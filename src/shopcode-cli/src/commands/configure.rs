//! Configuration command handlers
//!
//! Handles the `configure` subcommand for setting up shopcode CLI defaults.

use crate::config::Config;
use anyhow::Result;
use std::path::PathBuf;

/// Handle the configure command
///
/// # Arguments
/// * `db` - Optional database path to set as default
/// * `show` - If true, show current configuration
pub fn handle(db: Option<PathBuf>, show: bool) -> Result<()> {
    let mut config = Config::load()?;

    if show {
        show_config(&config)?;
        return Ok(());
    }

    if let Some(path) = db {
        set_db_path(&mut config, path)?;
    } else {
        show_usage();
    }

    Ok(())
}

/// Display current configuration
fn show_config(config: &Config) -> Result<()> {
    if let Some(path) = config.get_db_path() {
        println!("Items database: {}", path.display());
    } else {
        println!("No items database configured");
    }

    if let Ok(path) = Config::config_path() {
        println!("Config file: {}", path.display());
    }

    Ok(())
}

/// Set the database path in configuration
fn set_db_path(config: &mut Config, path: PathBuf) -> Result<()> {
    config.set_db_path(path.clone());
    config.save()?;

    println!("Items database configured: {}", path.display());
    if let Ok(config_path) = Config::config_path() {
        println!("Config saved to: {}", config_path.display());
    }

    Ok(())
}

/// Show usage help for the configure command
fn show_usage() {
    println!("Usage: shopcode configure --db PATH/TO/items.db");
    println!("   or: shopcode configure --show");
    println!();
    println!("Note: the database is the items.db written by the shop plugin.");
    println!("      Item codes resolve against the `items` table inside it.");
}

•••

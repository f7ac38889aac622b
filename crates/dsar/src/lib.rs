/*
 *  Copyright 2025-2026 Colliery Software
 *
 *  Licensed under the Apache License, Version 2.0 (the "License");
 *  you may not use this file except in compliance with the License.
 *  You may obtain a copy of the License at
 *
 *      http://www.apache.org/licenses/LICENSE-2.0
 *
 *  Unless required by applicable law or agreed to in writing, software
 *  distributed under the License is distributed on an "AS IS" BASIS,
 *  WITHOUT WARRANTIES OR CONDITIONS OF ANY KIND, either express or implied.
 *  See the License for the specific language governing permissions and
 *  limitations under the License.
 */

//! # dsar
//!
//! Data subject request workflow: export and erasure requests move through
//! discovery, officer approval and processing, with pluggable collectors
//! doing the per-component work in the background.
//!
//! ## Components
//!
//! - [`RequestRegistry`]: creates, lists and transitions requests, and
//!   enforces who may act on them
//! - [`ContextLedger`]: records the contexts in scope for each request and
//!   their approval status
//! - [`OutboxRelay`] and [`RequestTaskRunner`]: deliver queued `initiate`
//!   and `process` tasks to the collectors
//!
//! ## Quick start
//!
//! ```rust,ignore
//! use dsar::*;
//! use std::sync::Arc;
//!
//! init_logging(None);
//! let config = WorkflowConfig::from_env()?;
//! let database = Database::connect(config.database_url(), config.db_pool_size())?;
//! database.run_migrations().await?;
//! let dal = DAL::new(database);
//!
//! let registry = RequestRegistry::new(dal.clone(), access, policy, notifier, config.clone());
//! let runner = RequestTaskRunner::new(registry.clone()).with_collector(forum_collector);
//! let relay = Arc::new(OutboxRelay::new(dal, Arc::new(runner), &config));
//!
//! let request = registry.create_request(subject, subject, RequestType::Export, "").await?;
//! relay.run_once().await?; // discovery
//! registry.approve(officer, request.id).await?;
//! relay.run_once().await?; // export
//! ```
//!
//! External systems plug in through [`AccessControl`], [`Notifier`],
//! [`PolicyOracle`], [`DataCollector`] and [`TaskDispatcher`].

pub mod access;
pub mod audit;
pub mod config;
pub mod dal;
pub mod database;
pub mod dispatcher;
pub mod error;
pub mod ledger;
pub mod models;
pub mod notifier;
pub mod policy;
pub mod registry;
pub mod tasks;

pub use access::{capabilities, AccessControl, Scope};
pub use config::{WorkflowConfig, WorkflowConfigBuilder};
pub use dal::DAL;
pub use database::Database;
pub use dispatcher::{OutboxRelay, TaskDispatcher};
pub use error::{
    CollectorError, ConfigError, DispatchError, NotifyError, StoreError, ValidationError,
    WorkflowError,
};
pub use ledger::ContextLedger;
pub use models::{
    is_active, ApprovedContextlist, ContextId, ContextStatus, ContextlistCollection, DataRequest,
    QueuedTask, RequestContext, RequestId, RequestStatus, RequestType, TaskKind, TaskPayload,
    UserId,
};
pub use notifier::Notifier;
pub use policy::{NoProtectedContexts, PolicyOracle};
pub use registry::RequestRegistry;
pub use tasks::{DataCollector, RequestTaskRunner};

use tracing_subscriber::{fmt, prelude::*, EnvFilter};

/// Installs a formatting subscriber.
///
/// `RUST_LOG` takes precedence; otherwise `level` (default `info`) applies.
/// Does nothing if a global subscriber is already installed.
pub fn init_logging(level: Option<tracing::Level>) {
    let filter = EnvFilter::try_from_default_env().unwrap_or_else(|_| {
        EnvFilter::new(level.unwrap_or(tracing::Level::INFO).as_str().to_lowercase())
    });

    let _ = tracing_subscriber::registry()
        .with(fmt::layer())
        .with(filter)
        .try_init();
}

•••

Using the entries above, give back exactly the line containing "filename src/shopcode-cli/src/commands/configure.rs", the line containing "return Ok(());", and every line between them, and nothing else.

## Task output
filename src/shopcode-cli/src/commands/configure.rs
//! Configuration command handlers
//!
//! Handles the `configure` subcommand for setting up shopcode CLI defaults.

use crate::config::Config;
use anyhow::Result;
use std::path::PathBuf;

/// Handle the configure command
///
/// # Arguments
/// * `db` - Optional database path to set as default
/// * `show` - If true, show current configuration
pub fn handle(db: Option<PathBuf>, show: bool) -> Result<()> {
    let mut config = Config::load()?;

    if show {
        show_config(&config)?;
        return Ok(());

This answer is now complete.